Altieri Giuseppe, Genovese Francesco, Tauriello Antonella, Di Renzo Giovanni Carlo
SAFE - Scuola di Scienze Agrarie, Forestali, Alimentari ed Ambientali, Università degli Studi della Basilicata, Potenza, Italy.
J Sci Food Agric. 2017 Dec;97(15):5302-5310. doi: 10.1002/jsfa.8416. Epub 2017 Jun 13.
Visible-near-infrared spectrometry is a technique suitable for assessing chemical and physiological properties of fruit. Some models of calibration/prediction have been tested in order to assess the feasibility of a visible-near-infrared sensor in order to monitor persimmon fruit colour, firmness, soluble solids, titratable acidity and soluble tannins.

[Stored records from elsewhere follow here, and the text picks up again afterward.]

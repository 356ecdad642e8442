//! SecurityPolicy reconciliation
//!
//! [`SecurityPolicyService`] projects a SecurityPolicy onto the backend with
//! one hierarchical patch per reconciliation. It reads existing state from
//! the local stores rather than the backend, diffs it against the freshly
//! built graph, writes only what changed or went stale, and updates the
//! stores after the backend accepted the patch.

use std::collections::{BTreeSet, HashSet};
use std::sync::Arc;

use kube::ResourceExt;
use tracing::{debug, error, info, instrument};

use netfence_common::crd::SecurityPolicy;
use netfence_common::model::{BackendObject, Group, Infra, Policy, Rule};
use netfence_common::{Error, Result, ENFORCE_REVISION_CHECK, MARKED_FOR_DELETE};

use crate::assemble::{assemble, mark_for_delete};
use crate::builder::PolicyBuilder;
use crate::client::PolicyBackend;
use crate::compare::{compare_resource, compare_resources};
use crate::sync::{sync_stores, PolicyStores};

/// What to remove from the backend
#[derive(Clone, Debug)]
pub enum DeleteTarget {
    /// A resource being deleted; its graph is rebuilt and removed
    Resource(Arc<SecurityPolicy>),
    /// Everything owned by this SecurityPolicy UID, as found in the stores
    Owner(String),
}

/// Reconciles SecurityPolicy resources against the networking backend
pub struct SecurityPolicyService {
    backend: Arc<dyn PolicyBackend>,
    builder: PolicyBuilder,
    stores: PolicyStores,
}

impl SecurityPolicyService {
    /// Create a service with empty stores
    pub fn new(backend: Arc<dyn PolicyBackend>, builder: PolicyBuilder) -> Self {
        Self {
            backend,
            builder,
            stores: PolicyStores::new(),
        }
    }

    /// Create a service and warm its stores from the backend
    ///
    /// Must complete before any reconciliation is serviced.
    pub async fn initialize(backend: Arc<dyn PolicyBackend>, builder: PolicyBuilder) -> Result<Self> {
        let service = Self::new(backend, builder);
        sync_stores(Arc::clone(&service.backend), &service.stores).await?;
        info!(
            policies = service.stores.policies.len(),
            rules = service.stores.rules.len(),
            groups = service.stores.groups.len(),
            "security policy stores initialized"
        );
        Ok(service)
    }

    /// Local mirrors of backend state
    pub fn stores(&self) -> &PolicyStores {
        &self.stores
    }

    /// Bring the backend in line with `cr`
    ///
    /// No backend call is made when policy, rules and groups are unchanged.
    #[instrument(skip(self, cr), fields(policy = %cr.name_any(), namespace = %cr.namespace().unwrap_or_default()))]
    pub async fn create_or_update(&self, cr: &SecurityPolicy) -> Result<()> {
        let (mut desired_policy, desired_groups) = self.builder.build(cr).inspect_err(|e| {
            error!(error = %e, "failed to build security policy");
        })?;

        if desired_policy.scope.is_empty() {
            info!("security policy has no policy-level appliedTo");
        }

        let uid = owner_of(&desired_policy)?;
        let existing_policy = self.stores.policies.get(&desired_policy.id);
        let existing_rules = self.stores.rules.list_by_index(&uid);
        let existing_groups = self.stores.groups.list_by_index(&uid);

        let desired_rules = std::mem::take(&mut desired_policy.rules);
        let policy_changed = compare_resource(existing_policy.as_ref(), &desired_policy);
        let rule_diff = compare_resources(existing_rules, desired_rules);
        let group_diff = compare_resources(existing_groups, desired_groups);

        if !policy_changed && rule_diff.is_empty() && group_diff.is_empty() {
            info!(id = %desired_policy.id, "security policy, rules and groups unchanged, skipping");
            return Ok(());
        }

        let rules_touched = !rule_diff.is_empty();
        let groups_touched = !group_diff.is_empty();
        debug!(
            policy_changed,
            changed_rules = rule_diff.changed.len(),
            stale_rules = rule_diff.stale.len(),
            changed_groups = group_diff.changed.len(),
            stale_groups = group_diff.stale.len(),
            "computed security policy diff"
        );

        let final_policy = match existing_policy {
            Some(existing) if !policy_changed => existing,
            _ => desired_policy,
        };
        let final_rules = assemble(rule_diff);
        let final_groups = assemble(group_diff);

        self.patch(&final_policy, &final_rules, &final_groups).await?;

        if policy_changed {
            self.stores.policies.apply(final_policy.clone());
        }
        if rules_touched {
            for rule in final_rules {
                self.stores.rules.apply(rule);
            }
        }
        if groups_touched {
            for group in final_groups {
                self.stores.groups.apply(group);
            }
        }

        info!(id = %final_policy.id, "security policy created or updated");
        Ok(())
    }

    /// Remove a policy with its rules and groups from the backend
    #[instrument(skip(self, target))]
    pub async fn delete(&self, target: DeleteTarget) -> Result<()> {
        let (mut policy, rules, groups) = match target {
            DeleteTarget::Resource(cr) => {
                let (mut policy, groups) = self.builder.build(&cr).inspect_err(|e| {
                    error!(error = %e, "failed to build security policy");
                })?;
                let rules = std::mem::take(&mut policy.rules);
                let uid = owner_of(&policy)?;

                // Objects left over from an earlier spec go too
                let rules = with_stored(rules, self.stores.rules.list_by_index(&uid));
                let groups = with_stored(groups, self.stores.groups.list_by_index(&uid));
                (policy, rules, groups)
            }
            DeleteTarget::Owner(uid) => {
                let Some(policy) = self.stores.policies.list_by_index(&uid).into_iter().next()
                else {
                    info!(uid = %uid, "security policy already gone");
                    return Ok(());
                };
                let groups = self.stores.groups.list_by_index(&uid);
                if groups.is_empty() {
                    debug!(uid = %uid, "no groups indexed for security policy");
                }
                (policy, self.stores.rules.list_by_index(&uid), groups)
            }
        };

        policy.set_marked_for_delete(MARKED_FOR_DELETE);
        let rules = mark_for_delete(rules);
        let groups = mark_for_delete(groups);

        self.patch(&policy, &rules, &groups).await?;

        self.stores.policies.apply(policy.clone());
        for group in groups {
            self.stores.groups.apply(group);
        }
        for rule in rules {
            self.stores.rules.apply(rule);
        }

        info!(id = %policy.id, "security policy deleted");
        Ok(())
    }

    /// Create or replace standalone groups one at a time
    ///
    /// Stops at the first backend failure; groups written before it stay
    /// stored.
    #[instrument(skip(self, groups), fields(count = groups.len()))]
    pub async fn create_or_update_groups(&self, groups: Vec<Group>) -> Result<()> {
        for group in groups {
            self.backend
                .patch_group(self.builder.domain(), &group)
                .await?;
            debug!(group = %group.id, "added group to store");
            self.stores.groups.put(group);
        }
        info!("groups created or updated");
        Ok(())
    }

    /// Owner UIDs with at least one policy or group in the stores
    pub fn list_owned_identities(&self) -> BTreeSet<String> {
        let mut owners = self.stores.groups.list_index_values();
        owners.extend(self.stores.policies.list_index_values());
        owners
    }

    /// One hierarchical patch carrying the policy, its rules and the groups
    async fn patch(&self, policy: &Policy, rules: &[Rule], groups: &[Group]) -> Result<()> {
        let mut wire_policy = policy.clone();
        wire_policy.rules = rules.to_vec();
        let infra = Infra::wrap_security_policy(self.builder.domain(), wire_policy, groups.to_vec());

        self.backend
            .patch_infra(&infra, ENFORCE_REVISION_CHECK)
            .await
            .inspect_err(|e| error!(error = %e, id = %policy.id, "hierarchical patch failed"))
    }
}

fn owner_of(policy: &Policy) -> Result<String> {
    policy
        .owner()
        .map(str::to_string)
        .ok_or_else(|| Error::internal_with_context("security policy", format!("{} has no owner tag", policy.id)))
}

/// Built objects followed by stored ones the build no longer produces
fn with_stored<T: BackendObject>(mut built: Vec<T>, stored: Vec<T>) -> Vec<T> {
    let ids: HashSet<String> = built.iter().map(|o| o.id().to_string()).collect();
    built.extend(stored.into_iter().filter(|o| !ids.contains(o.id())));
    built
}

Five regression models were investigated: principal component, partial least squares, stepwise, support vector machines and ensembles of trees. These models were assessed by a 10-fold cross-validation with a new strategy for both outlier removal and wavelength reduction; furthermore, their statistical significance was evaluated by 100 Monte Carlo simulation runs. Principal component regression allowed us to build excellent and/or very good fit/prediction models. The results (in terms of RPD as standard deviation to performance standard error ratio) are: 9.23 (±0.26) for colour index, 10.18 (±0.37) for firmness, 7.15 (±0.28) for soluble solids content, 7.87 (±0.31) for titratable acidity and 8.91 (±0.33) for soluble tannins content.
The proposed strategy, for outlier removal and wavelength reduction, allowed the achievement of useful results. Principal component regression fit/prediction capability produced excellent results. Conversely, partial least squares regression showed fair/poor results and the remaining tested models performed badly on real data. © 2017 Society of Chemical Industry.
可见-近红外光谱法是一种适用于评估水果化学和生理特性的技术。为了评估可见-近红外传感器监测柿子果实颜色、硬度、可溶性固形物、可滴定酸度和可溶性单宁的可行性,已经测试了一些校准/预测模型。
研究了五种回归模型:主成分回归、偏最小二乘法回归、逐步回归、支持向量机和随机森林。通过10折交叉验证对这些模型进行评估,采用了一种新的异常值去除和波长缩减策略;此外,通过100次蒙特卡洛模拟运行评估了它们的统计显著性。主成分回归使我们能够建立出色和/或非常好的拟合/预测模型。结果(以RPD作为标准偏差与性能标准误差之比表示)如下:颜色为9.23(±0.26),硬度为10.18(±0.37),可溶性固形物含量为7.15(±0.28),可滴定酸度为7.87(±0.31),可溶性单宁含量为8.91(±0.33)。
所提出的异常值去除和波长缩减策略取得了有用的结果。主成分回归的拟合/预测能力产生了出色的结果。相反,偏最小二乘法回归显示出一般/较差的结果,其余测试模型在实际数据上表现不佳。©2017化学工业协会。